— EXERCISE —
Using the records below, find how many lines hold the word "conventions" and reply with only that number.

Dataset entries:
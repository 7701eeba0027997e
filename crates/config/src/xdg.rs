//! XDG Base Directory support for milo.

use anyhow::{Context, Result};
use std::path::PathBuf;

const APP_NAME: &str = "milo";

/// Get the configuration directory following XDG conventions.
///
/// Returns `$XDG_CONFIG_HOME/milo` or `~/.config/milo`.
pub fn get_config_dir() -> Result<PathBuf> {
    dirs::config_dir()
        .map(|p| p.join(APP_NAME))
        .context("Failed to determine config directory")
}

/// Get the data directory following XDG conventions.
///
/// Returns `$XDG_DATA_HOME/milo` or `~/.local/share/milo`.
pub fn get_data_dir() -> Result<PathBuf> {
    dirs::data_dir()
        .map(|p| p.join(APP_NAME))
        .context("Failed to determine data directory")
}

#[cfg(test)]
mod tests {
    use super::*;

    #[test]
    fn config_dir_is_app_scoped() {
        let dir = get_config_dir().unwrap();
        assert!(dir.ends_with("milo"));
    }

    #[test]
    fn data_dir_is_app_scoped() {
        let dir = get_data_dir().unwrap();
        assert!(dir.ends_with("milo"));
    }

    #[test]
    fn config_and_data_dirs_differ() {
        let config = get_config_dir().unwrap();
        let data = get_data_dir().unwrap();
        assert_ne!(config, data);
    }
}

— RESPONSE —
2